Bruce - the correct answer is Varrio Chula Vista (VCV), that is unless you are from rival Otay. (You learn these things when you have kids here in CV).  When my daughter Katie was at BVHS they called her Guerita...

I don't remember any gangs when we were growing up - just car clubs like the Park Rats.  There was one guy from Otay - don't remember his name - who smoked marijuana.  Or so it was rumored...

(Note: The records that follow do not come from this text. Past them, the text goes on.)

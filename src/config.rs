//! # Global floor configuration.
//!
//! Provides [`Config`], centralized settings for the bank coordinator.
//!
//! ## Field semantics
//! - `tellers` / `customers`: pool size and served target for one run
//! - `door_limit` / `safe_limit` / `manager_limit`: gate capacities
//! - `arrival_spacing`: stagger between customer arrivals (a scheduling
//!   parameter, not a correctness requirement)
//! - `take_timeout`: bound on a teller's blocking dequeue, after which the
//!   teller re-checks the served tally; keep it short so close-out latency
//!   stays low even without the cancellation broadcast
//! - `manager_delay` / `safe_delay`: sampled hold times inside those gates
//! - `bus_capacity`: event bus ring buffer size (min 1; clamped by Bus)
//! - `grace`: how long the coordinator waits for tellers to close after the
//!   last customer before declaring the run stuck

use std::time::Duration;

use rand::Rng;

/// Global configuration for one bank-floor run.
///
/// All fields are public; [`Config::default`] is the reference scenario.
#[derive(Clone, Debug)]
pub struct Config {
    /// Number of teller workers in the pool.
    pub tellers: u32,
    /// Number of customers to spawn; also the served target for close-out.
    pub customers: u64,

    /// Concurrent-customer capacity of the front door.
    pub door_limit: usize,
    /// Concurrent-teller capacity of the safe.
    pub safe_limit: usize,
    /// Concurrent-teller capacity of the manager's office.
    pub manager_limit: usize,

    /// Delay between consecutive customer arrivals.
    pub arrival_spacing: Duration,
    /// Bound on a teller's blocking dequeue before re-checking the tally.
    pub take_timeout: Duration,

    /// Hold time inside the manager's office (withdrawals only).
    pub manager_delay: DelayRange,
    /// Hold time inside the safe (every transaction).
    pub safe_delay: DelayRange,

    /// Capacity of the event bus broadcast channel ring buffer.
    pub bus_capacity: usize,
    /// Maximum wait for tellers to close after the last customer leaves.
    pub grace: Duration,
}

impl Default for Config {
    /// Reference scenario:
    ///
    /// - `tellers = 3`, `customers = 50`
    /// - `door_limit = 2`, `safe_limit = 2`, `manager_limit = 1`
    /// - `arrival_spacing = 10ms`, `take_timeout = 25ms`
    /// - `manager_delay = 5..=30ms`, `safe_delay = 10..=50ms`
    /// - `bus_capacity = 1024`, `grace = 30s`
    fn default() -> Self {
        Self {
            tellers: 3,
            customers: 50,
            door_limit: 2,
            safe_limit: 2,
            manager_limit: 1,
            arrival_spacing: Duration::from_millis(10),
            take_timeout: Duration::from_millis(25),
            manager_delay: DelayRange::from_millis(5, 30),
            safe_delay: DelayRange::from_millis(10, 50),
            bus_capacity: 1024,
            grace: Duration::from_secs(30),
        }
    }
}

/// Inclusive duration range sampled once per gate visit.
#[derive(Clone, Copy, Debug, PartialEq, Eq)]
pub struct DelayRange {
    /// Lower bound.
    pub min: Duration,
    /// Upper bound (inclusive).
    pub max: Duration,
}

impl DelayRange {
    /// Creates a range from millisecond bounds. `max` is raised to `min` if
    /// the bounds are inverted.
    pub fn from_millis(min: u64, max: u64) -> Self {
        Self {
            min: Duration::from_millis(min),
            max: Duration::from_millis(min.max(max)),
        }
    }

    /// Samples a uniformly random duration from the range.
    pub fn sample(&self) -> Duration {
        let lo = self.min.as_millis() as u64;
        let hi = self.max.as_millis() as u64;
        if lo >= hi {
            return self.min;
        }
        let mut rng = rand::rng();
        Duration::from_millis(rng.random_range(lo..=hi))
    }
}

12/03/14 07:50 AM #938    

 

Terry Lee Maple

While there may not have been visible ganps, there were entourages for major players. In Junior High, Frank had an entourage. As his friend and neighbor I sometimes joined them downtown but I was a goody-two-shoes so I had to be careful not to get involved in any mayhem. Bill Burger had a large entourage as I recall. I also recmember those nights at the gym dances when National City would arrive for a rumble in the park. People would be enlisted by word-of-mouth to go out and meet them. These were hit and run jobs but normally no weapons were involved. I wouldln't call these encounters as organized gang fights but more like mob scenes. The closest we came to terror by gangs were the fights that resulted when Castle Park kids were bussed to our school (Hilltop Drive School) for a few months while their new school was under construction. These kids challenged us on a daily basis for no good reason and they seemed to be organized. Later, when we were bussed to Castle Park Junior (while our new school was under construction) they continued to bully us. I befriended the largest black kid at Castle Park who shared my locker in first period gym, At 5'9" and 234 pounds he was quite a specimen and seemed to deter his peers from picking on me. On our homeroom football team (McClure/Maple), I always made sure he got the ball from time to time so he was happier to block for me. In high school football, in Castle Park's first year, I spent the game carrying out fakes into the middle of the line, landing in the prominent belly of my now 300 pound oppoonent, Biff McClure. He was kind not to crush me.